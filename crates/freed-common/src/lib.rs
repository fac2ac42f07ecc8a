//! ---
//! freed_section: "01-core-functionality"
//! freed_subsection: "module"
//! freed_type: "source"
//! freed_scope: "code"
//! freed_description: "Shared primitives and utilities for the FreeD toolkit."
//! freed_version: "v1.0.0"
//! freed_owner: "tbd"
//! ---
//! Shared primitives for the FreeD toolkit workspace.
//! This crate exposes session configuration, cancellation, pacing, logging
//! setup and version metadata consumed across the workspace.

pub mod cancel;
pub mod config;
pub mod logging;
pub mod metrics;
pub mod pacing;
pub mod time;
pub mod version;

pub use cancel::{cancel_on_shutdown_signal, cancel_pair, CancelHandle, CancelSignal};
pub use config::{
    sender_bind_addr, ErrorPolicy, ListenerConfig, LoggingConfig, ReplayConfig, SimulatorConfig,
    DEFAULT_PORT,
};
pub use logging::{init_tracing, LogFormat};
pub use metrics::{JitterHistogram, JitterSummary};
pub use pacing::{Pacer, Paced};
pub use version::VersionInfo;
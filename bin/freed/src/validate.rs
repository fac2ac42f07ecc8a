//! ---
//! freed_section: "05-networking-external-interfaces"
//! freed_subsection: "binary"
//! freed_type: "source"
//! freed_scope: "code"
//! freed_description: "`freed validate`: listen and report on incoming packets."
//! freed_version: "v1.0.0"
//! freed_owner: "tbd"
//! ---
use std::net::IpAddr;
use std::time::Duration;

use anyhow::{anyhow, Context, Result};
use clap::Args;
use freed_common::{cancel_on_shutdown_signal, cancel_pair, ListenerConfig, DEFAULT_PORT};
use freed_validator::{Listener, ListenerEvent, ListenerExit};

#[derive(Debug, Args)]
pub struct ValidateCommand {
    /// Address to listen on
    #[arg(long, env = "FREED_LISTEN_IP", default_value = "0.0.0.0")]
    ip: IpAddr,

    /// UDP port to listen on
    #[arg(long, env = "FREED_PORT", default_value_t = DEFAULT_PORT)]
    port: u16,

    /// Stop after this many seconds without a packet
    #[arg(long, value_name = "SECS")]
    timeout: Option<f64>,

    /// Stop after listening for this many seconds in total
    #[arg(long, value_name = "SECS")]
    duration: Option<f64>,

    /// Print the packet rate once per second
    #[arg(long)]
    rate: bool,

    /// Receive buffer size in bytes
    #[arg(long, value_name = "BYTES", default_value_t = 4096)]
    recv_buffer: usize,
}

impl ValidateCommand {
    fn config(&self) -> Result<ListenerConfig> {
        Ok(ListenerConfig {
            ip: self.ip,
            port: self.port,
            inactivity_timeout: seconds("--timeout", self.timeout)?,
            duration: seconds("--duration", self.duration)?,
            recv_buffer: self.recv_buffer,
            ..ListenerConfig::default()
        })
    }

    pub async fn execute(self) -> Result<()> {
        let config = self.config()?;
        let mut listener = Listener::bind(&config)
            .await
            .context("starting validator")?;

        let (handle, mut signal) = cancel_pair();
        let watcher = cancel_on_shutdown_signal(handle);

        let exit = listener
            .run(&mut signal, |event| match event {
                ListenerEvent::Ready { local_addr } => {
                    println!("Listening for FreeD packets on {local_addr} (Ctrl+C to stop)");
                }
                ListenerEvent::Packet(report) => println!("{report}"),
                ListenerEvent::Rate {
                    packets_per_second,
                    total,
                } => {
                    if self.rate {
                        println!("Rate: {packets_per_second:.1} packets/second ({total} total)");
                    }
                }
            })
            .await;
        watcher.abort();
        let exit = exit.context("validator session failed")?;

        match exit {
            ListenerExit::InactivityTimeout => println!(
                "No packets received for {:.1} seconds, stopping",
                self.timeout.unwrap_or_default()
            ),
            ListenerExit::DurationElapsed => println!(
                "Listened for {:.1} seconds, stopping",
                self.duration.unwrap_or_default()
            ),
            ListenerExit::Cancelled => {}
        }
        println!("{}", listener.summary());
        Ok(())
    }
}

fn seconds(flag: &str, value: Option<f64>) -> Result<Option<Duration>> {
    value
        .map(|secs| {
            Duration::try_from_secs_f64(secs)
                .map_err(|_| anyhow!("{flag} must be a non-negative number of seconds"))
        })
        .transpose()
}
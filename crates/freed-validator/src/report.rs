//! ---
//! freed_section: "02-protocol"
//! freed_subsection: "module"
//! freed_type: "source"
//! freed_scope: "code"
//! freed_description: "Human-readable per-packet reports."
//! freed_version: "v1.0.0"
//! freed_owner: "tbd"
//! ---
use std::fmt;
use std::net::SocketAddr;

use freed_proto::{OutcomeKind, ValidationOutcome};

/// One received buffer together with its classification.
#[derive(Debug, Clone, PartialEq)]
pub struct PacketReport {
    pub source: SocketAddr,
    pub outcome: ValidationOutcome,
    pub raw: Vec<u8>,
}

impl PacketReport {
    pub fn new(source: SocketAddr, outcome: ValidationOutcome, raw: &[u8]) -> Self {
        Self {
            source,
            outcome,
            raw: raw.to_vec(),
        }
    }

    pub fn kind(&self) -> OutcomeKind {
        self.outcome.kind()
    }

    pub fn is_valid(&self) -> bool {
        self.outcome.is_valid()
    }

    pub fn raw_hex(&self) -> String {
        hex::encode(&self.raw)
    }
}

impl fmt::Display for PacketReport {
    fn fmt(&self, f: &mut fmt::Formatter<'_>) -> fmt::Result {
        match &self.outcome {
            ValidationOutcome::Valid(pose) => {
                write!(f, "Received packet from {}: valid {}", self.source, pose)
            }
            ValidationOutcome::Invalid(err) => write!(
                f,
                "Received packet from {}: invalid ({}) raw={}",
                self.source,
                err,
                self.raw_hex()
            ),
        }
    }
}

# # # # #

### Goal of the exercise:
Some lines in the records may hold "watcher"; state how many do, and give no more than that number.

### Solution below:
2